Court: Grand Court (Cayman Islands)
Subject: Exempted limited partnership, winding up on just and equitable basis, application of CWR O.3, r.12(1)(a) or (b) to winding up of exempted limited partnership (ELP), whether court can order petition to proceed against partnership or against general partner, with partnership as subject matter
Judges: Asif J
Summary
This Cayman Grand Court decision explains how winding up petitions for Cayman exempted limited partnerships (ELPs) should be framed and how defence costs are addressed. This decision is of practical significance to parties in proceedings brought by limited partners (LPs) of ELPs.
The Court held that an ELP cannot be named as the respondent and the Companies Winding Up Rules (CWR) cannot be used to direct an ELP to “participate” because an ELP has no separate legal personality. Proceedings must be brought against the general partner (GP).
The provisions of CWR O.3, r.12 and O.24, r.8 are inconsistent with the ELA Act (ELP Act) and the latter must prevail.
The prima facie liability for defending the petition sits with the GP. Whether the GP can draw on partnership assets depends on the wording of the limited partnership agreement (LPA).
Further details
Petitioning LPs sought a just and equitable winding up, alleging inter alia mismanagement and a breach of fiduciary duty by the GP.
At a directions hearing, the petitioning LPs asked the Court to apply CWR O.3 r.12(b) - so the case would be treated as an inter partes dispute, a contest directly between them and the GP as this reflected the substance of the dispute. The GP opposed the LPs, arguing that the Court should direct that the partnership itself should participate in the petition. This was important due to the cost consequences under CWR O.24, r.8.
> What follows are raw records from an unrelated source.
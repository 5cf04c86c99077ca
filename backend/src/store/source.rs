use std::sync::Arc;

use super::error::DashboardResult;
use crate::config::DashboardConfig;
use crate::models::Tables;
use crate::parsing;

/// Where a session's tables come from.
pub trait TableSource: Send + Sync {
    /// Build the full set of tables. Called at most once per session.
    fn load_tables(&self) -> DashboardResult<Tables>;

    /// Short human-readable description for logs.
    fn describe(&self) -> String;
}

/// Reads the configured CSV files from disk.
#[derive(Debug, Clone)]
pub struct CsvTableSource {
    config: Arc<DashboardConfig>,
}

impl CsvTableSource {
    pub fn new(config: Arc<DashboardConfig>) -> Self {
        Self { config }
    }
}

impl TableSource for CsvTableSource {
    fn load_tables(&self) -> DashboardResult<Tables> {
        let started = std::time::Instant::now();
        let (tables, reports) = parsing::load_tables(&self.config.data, &self.config.limits)?;
        tracing::info!(
            usage_rows = tables.usage.len(),
            tables = reports.len(),
            elapsed_ms = started.elapsed().as_millis() as u64,
            "Loaded dashboard tables from {}",
            self.config.data.directory.display()
        );
        Ok(tables)
    }

    fn describe(&self) -> String {
        format!("csv:{}", self.config.data.directory.display())
    }
}

/// Serves a prebuilt set of tables, for tests and demos.
#[derive(Debug, Clone)]
pub struct InMemoryTableSource {
    tables: Tables,
}

impl InMemoryTableSource {
    pub fn new(tables: Tables) -> Self {
        Self { tables }
    }
}

impl TableSource for InMemoryTableSource {
    fn load_tables(&self) -> DashboardResult<Tables> {
        Ok(self.tables.clone())
    }

    fn describe(&self) -> String {
        format!("memory:{} usage rows", self.tables.usage.len())
    }
}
The Court held that, because an ELP is not a separate legal person, the Court cannot direct an ELP to participate; by ELP Act s.33(1), proceedings are 'by or against' the GP only. Under ELP Act s.36(3), company winding up rules apply to ELPs only where consistent with the ELP Act, so treating an ELP like a company for these directions would be inconsistent. Accordingly, the provisions of CWR O.3, r.12 and O.24, r.8 are inconsistent with the ELP Act and the ELP Act must prevail. Therefore, the Court could not make an order under CWR O.3, r.12(b) or (b) in this case.
Therefore, it was ordered that the petition would continue as between the LPs and the GP.
On costs, the Court clarified that the prima facie liability for defending the petition sits with the GP. Whether the GP can draw on partnership assets depends on the wording of the LPA – that indemnity question will be decided at trial if disputed.